Fig. 1. Dominique Petitgand, La cécité, 1997

Installation sonore pour 5 haut-parleurs, extrait audio, 1m42s.

© Dominique Petitgand

Permalien: https://dominiquepetitgand.art/la-cecite/

On peut également observer que certains moments de silence ponctuent l’histoire de la protagoniste avec des bruits sourds et forts ou une musique d’intrigue. Le suspense – ici produit par l’artiste et son utilisation du montage – a la capacité de créer une appréhension face à la suite de l’histoire. « D’une part […] il [le suspense] renforce le contact avec le lecteur (l’auditeur), […] et d’autre part, il lui offre la menace d’une séquence inaccomplie, d’un paradigme ouvert5 », écrit Roland Barthes. En analysant la structure des récits et leur rôle communicatif et performatif, le philosophe montre que le suspense fait émerger un autre type de contact ressenti corporellement. Dans La cécité, tenu·es par l’histoire et pris·es par l’attente, nous sommes inondé·es par l’incertitude, voire la peur, lesquelles provoquent alors l’accélération des battements du cœur ou l’apparition de frissons. Le suspense s’ajoute ici à la cécité, qui évoque à la fois l’absence de vision mais aussi l’impuissance face à quelque chose. En faisant l’expérience de l’œuvre de Petitgand, nous sommes affaibli·es par la suppression de la vue. Finalement, le corps entier est isolé et se perd dans l’espace obscur : le contact est complètement immersif.

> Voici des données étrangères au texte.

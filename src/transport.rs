//! Transport seam between the dialog and the bank server.

use async_trait::async_trait;
use std::collections::BTreeMap;
use std::fmt;

use crate::error::Result;

/// Header lines sent along with every message of a dialog, e.g. credentials
/// for an authenticating proxy in front of the bank server. Values never
/// show up in `Debug` output.
#[derive(Clone, Default, PartialEq, Eq)]
pub struct Headers(BTreeMap<String, String>);

impl Headers {
    pub fn new() -> Self {
        Self::default()
    }

    /// Add or replace a header line.
    pub fn with(mut self, name: impl Into<String>, value: impl Into<String>) -> Self {
        self.0.insert(name.into(), value.into());
        self
    }

    pub fn get(&self, name: &str) -> Option<&str> {
        self.0.get(name).map(String::as_str)
    }

    pub fn iter(&self) -> impl Iterator<Item = (&str, &str)> {
        self.0.iter().map(|(name, value)| (name.as_str(), value.as_str()))
    }

    pub fn is_empty(&self) -> bool {
        self.0.is_empty()
    }
}

impl fmt::Debug for Headers {
    fn fmt(&self, f: &mut fmt::Formatter<'_>) -> fmt::Result {
        f.debug_set().entries(self.0.keys()).finish()
    }
}

/// Delivers one encoded message and returns the bank's raw answer.
///
/// Implementations take care of HTTP and the base64 framing banks expect,
/// and attach `headers` to the outgoing request. Failures are reported as
/// [`crate::Error::Transport`].
#[async_trait]
pub trait Transport: Send + Sync {
    async fn send(&self, url: &str, headers: &Headers, message: &str) -> Result<String>;
}
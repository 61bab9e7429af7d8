//! Domain types returned by the client.

use chrono::NaiveDate;
use rust_decimal::Decimal;
use serde::{Deserialize, Serialize};
use std::fmt;
use std::str::FromStr;

use crate::description::StructuredDescription;

/// A bank account as listed by the bank's SEPA account information.
#[derive(Debug, Clone, PartialEq, Eq, Serialize, Deserialize)]
pub struct SepaAccount {
    /// Whether the account takes part in SEPA payments.
    pub is_sepa: bool,

    pub iban: String,

    pub bic: String,

    /// National account number.
    pub account_number: String,

    /// Sub account characteristic, if any.
    pub sub_account: Option<String>,

    /// Country code of the bank (280 for Germany).
    pub country_code: String,

    /// Bank code (Bankleitzahl).
    pub blz: String,
}

impl fmt::Display for SepaAccount {
    fn fmt(&self, f: &mut fmt::Formatter<'_>) -> fmt::Result {
        if self.iban.is_empty() {
            write!(f, "{}/{}", self.blz, self.account_number)
        } else {
            f.write_str(&self.iban)
        }
    }
}

/// Represents a financial transaction.
#[derive(Debug, Clone, PartialEq, Serialize, Deserialize)]
pub struct Transaction {
    /// Unique transaction reference.
    pub reference: String,

    /// Date of the transaction.
    pub date: NaiveDate,

    /// Valuation date (value date).
    pub value_date: Option<NaiveDate>,

    /// Transaction amount.
    pub amount: Decimal,

    /// Currency code (e.g., USD, EUR).
    pub currency: String,

    /// Debit (D) or Credit (C) indicator.
    pub debit_credit: DebitCredit,

    /// Reversal of an earlier booking (`RC`/`RD` mark).
    pub reversal: bool,

    /// SWIFT transaction type code, e.g. `NTRF`.
    pub transaction_type: Option<String>,

    /// Bank's own reference for the booking.
    pub bank_reference: Option<String>,

    /// Transaction description/purpose (`:86:`).
    pub description: String,

    /// Description fields, when the bank used the structured layout.
    pub structured_description: Option<StructuredDescription>,
}

/// Debit/Credit indicator.
#[derive(Debug, Clone, Copy, PartialEq, Eq, Serialize, Deserialize)]
pub enum DebitCredit {
    /// Debit transaction (outgoing).
    Debit,
    /// Credit transaction (incoming).
    Credit,
}

impl FromStr for DebitCredit {
    type Err = String;

    fn from_str(s: &str) -> Result<Self, Self::Err> {
        match s.to_uppercase().as_str() {
            "D" | "DBIT" | "DEBIT" => Ok(DebitCredit::Debit),
            "C" | "CRDT" | "CREDIT" => Ok(DebitCredit::Credit),
            _ => Err(format!("Invalid debit/credit indicator: {}", s)),
        }
    }
}

impl DebitCredit {
    /// The opposite direction, used for reversals.
    pub fn reversed(self) -> Self {
        match self {
            DebitCredit::Debit => DebitCredit::Credit,
            DebitCredit::Credit => DebitCredit::Debit,
        }
    }
}

/// Account statement balance information.
#[derive(Debug, Clone, PartialEq, Serialize, Deserialize)]
pub struct Balance {
    /// Balance type (opening, closing, etc.).
    pub balance_type: BalanceType,

    /// Balance amount.
    pub amount: Decimal,

    /// Currency code.
    pub currency: String,

    /// Debit/Credit indicator.
    pub debit_credit: DebitCredit,

    /// Date of the balance.
    pub date: NaiveDate,
}

impl Balance {
    /// Amount with the sign of the debit/credit mark applied.
    pub fn signed_amount(&self) -> Decimal {
        match self.debit_credit {
            DebitCredit::Debit => -self.amount,
            DebitCredit::Credit => self.amount,
        }
    }
}

/// Types of balance in a statement.
#[derive(Debug, Clone, Copy, PartialEq, Eq, Serialize, Deserialize)]
pub enum BalanceType {
    /// Opening balance.
    Opening,
    /// Closing balance.
    Closing,
    /// Intermediate balance (`M` variants, statement continues on the next page).
    Intermediate,
}

/// Account statement containing transactions and balances.
#[derive(Debug, Clone, PartialEq, Serialize, Deserialize)]
pub struct Statement {
    /// Statement identification.
    pub statement_id: String,

    /// Account identification.
    pub account: String,

    /// Statement sequence number.
    pub sequence_number: Option<String>,

    /// Opening balance.
    pub opening_balance: Option<Balance>,

    /// Closing balance.
    pub closing_balance: Option<Balance>,

    /// List of transactions.
    pub transactions: Vec<Transaction>,

    /// Currency code for the account.
    pub currency: String,
}

impl Statement {
    /// Create a new statement with basic information.
    pub fn new(statement_id: String, account: String, currency: String) -> Self {
        Self {
            statement_id,
            account,
            currency,
            sequence_number: None,
            opening_balance: None,
            closing_balance: None,
            transactions: Vec::new(),
        }
    }

    /// Add a transaction to the statement.
    pub fn add_transaction(&mut self, transaction: Transaction) {
        self.transactions.push(transaction);
    }
}

#[cfg(test)]
mod tests {
    use super::*;

    #[test]
    fn test_debit_credit() {
        assert_eq!("D".parse::<DebitCredit>().ok(), Some(DebitCredit::Debit));
        assert_eq!("crdt".parse::<DebitCredit>().ok(), Some(DebitCredit::Credit));
        assert!("X".parse::<DebitCredit>().is_err());
        assert_eq!(DebitCredit::Debit.reversed(), DebitCredit::Credit);
    }

    #[test]
    fn test_account_display() {
        let mut account = SepaAccount {
            is_sepa: true,
            iban: "DE02100200300000123456".into(),
            bic: "BANKDEFFXXX".into(),
            account_number: "123456".into(),
            sub_account: None,
            country_code: "280".into(),
            blz: "10020030".into(),
        };
        assert_eq!(account.to_string(), "DE02100200300000123456");
        account.iban.clear();
        assert_eq!(account.to_string(), "10020030/123456");
    }

    #[test]
    fn test_signed_balance() {
        let balance = Balance {
            balance_type: BalanceType::Closing,
            amount: Decimal::new(1250, 2),
            currency: "EUR".into(),
            debit_credit: DebitCredit::Debit,
            date: NaiveDate::from_ymd_opt(2020, 1, 31).unwrap(),
        };
        assert_eq!(balance.signed_amount(), Decimal::new(-1250, 2));
    }
}
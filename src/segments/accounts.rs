//! SEPA account information: `HKSPA` request and `HISPA` response.

use super::elements as el;
use super::envelope::COUNTRY_CODE;
use super::{non_empty, parse_flag, Fields, SegmentType};
use crate::error::Result;
use crate::types::SepaAccount;
use crate::wire::{DataElement, DataGroup};

fn country(account: &SepaAccount) -> &str {
    if account.country_code.is_empty() {
        COUNTRY_CODE
    } else {
        account.country_code.as_str()
    }
}

/// National account identification: `number:sub:country:blz`.
pub(crate) fn national_account(account: &SepaAccount) -> DataGroup {
    vec![
        el::text(&account.account_number),
        el::optional(account.sub_account.as_ref()),
        el::text(country(account)),
        el::text(&account.blz),
    ]
}

/// International account identification: `iban:bic:number:sub:country:blz`.
pub(crate) fn international_account(account: &SepaAccount) -> DataGroup {
    vec![
        el::text(&account.iban),
        el::text(&account.bic),
        el::text(&account.account_number),
        el::optional(account.sub_account.as_ref()),
        el::text(country(account)),
        el::text(&account.blz),
    ]
}

fn sepa_account(fields: &Fields<'_>, group: &[DataElement]) -> Result<SepaAccount> {
    let text = |index: usize| group.get(index).map(DataElement::as_str).unwrap_or("");
    Ok(SepaAccount {
        is_sepa: parse_flag(fields.kind(), text(0), "SEPA flag")?.unwrap_or(false),
        iban: text(1).to_string(),
        bic: text(2).to_string(),
        account_number: text(3).to_string(),
        sub_account: non_empty(text(4)),
        country_code: text(5).to_string(),
        blz: text(6).to_string(),
    })
}

/// `HKSPA`: requests SEPA details for the given accounts, or for every
/// account of the user when the list is empty.
#[derive(Debug, Clone, PartialEq, Eq, Default)]
pub struct SepaAccountsRequest {
    pub accounts: Vec<SepaAccount>,
}

impl SegmentType for SepaAccountsRequest {
    const KIND: &'static str = "HKSPA";
    const VERSION: u32 = 1;
    const VERSIONS: &'static [u32] = &[1, 2, 3];
    const ENCODES: bool = true;

    fn encode(&self, version: u32) -> Result<Vec<DataGroup>> {
        Ok(self
            .accounts
            .iter()
            .map(|account| {
                if version == 1 {
                    national_account(account)
                } else {
                    international_account(account)
                }
            })
            .collect())
    }
}

/// `HISPA`: one group per account.
#[derive(Debug, Clone, PartialEq, Eq)]
pub struct SepaAccounts {
    pub accounts: Vec<SepaAccount>,
}

impl SegmentType for SepaAccounts {
    const KIND: &'static str = "HISPA";
    const VERSION: u32 = 1;
    const VERSIONS: &'static [u32] = &[1, 2, 3];
    const DECODES: bool = true;

    fn decode(fields: &Fields<'_>, _version: u32) -> Result<Self> {
        let accounts = fields
            .groups()
            .iter()
            .filter(|group| group.iter().any(|element| !element.is_empty()))
            .map(|group| sepa_account(fields, group))
            .collect::<Result<Vec<_>>>()?;
        Ok(SepaAccounts { accounts })
    }
}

Alors que la situation décrite par la locutrice est dénuée de contexte, elle résonne avec notre expérience de l’œuvre, sans lumière, et un déplacement possiblement à tâtons. Dans le noir, la rencontre avec l’œuvre est tout à fait différente. Dans son ouvrage sur l’histoire du silence, Alain Corbin associe le silence à des situations ou des lieux qu’il analyse. En évoquant aussi bien l’intimité d’une chambre que l’étendue de la nature, il s’attarde sur la nuit et notre manière de percevoir les bruits dans un endroit sombre. Il explique que « l’oreille est sens de la nuit. Tandis que les formes sont contenues dans l’espace nocturne, les bruits sont sertis dans le silence et parviennent à l’oreille d’une manière imperceptible6 ». Ainsi, le son – ici la voix – parvient-il à l’oreille sans prévenir, et s’introduit-il dans le tympan lorsqu’il fait noir. De manière plus générale, Herman Parret considère l’oreille comme « un entonnoir qui canalise le son vers l’intérieur7 » ; l’oreille reçoit le son de manière inévitable et passive. Et l’orientation des haut-parleurs implique que la voix vienne directement et horizontalement vers nous, tandis que les autres bruits sortent du sol et remontent jusqu’à nos oreilles. En différenciant ces sonorités par leur emplacement, l’artiste montre qu’il a conscience du caractère mobile des sons et parvient à un envahissement. Le contact se montre ainsi fusionnel.

À travers La cécité de Dominique Petitgand, l’intérêt est d’écouter différemment : écouter sans avoir la capacité de voir, écouter sans regarder et, finalement, visualiser ce que l’on entend en faisant appel à notre imaginaire. Le contact avec l’œuvre se montre progressif : d’abord, c’est le dispositif qui happe et les tympans sont envahis par les sons. Ensuite, les paroles et le récit qui en découlent nous guident en entraînant un suspense qui fait écho à l’obscurité et provoque des réactions corporelles. Ici invisible, le contact se manifeste néanmoins de manière très forte grâce au langage verbal et au dispositif de l’œuvre. Par la multiplicité des sources sonores et la distance physique qui en résulte, le point de contact est changeant, inconstant. Il oscille selon le déplacement des auditeur·ices et vient se placer, imprévisiblement, à la surface des oreilles.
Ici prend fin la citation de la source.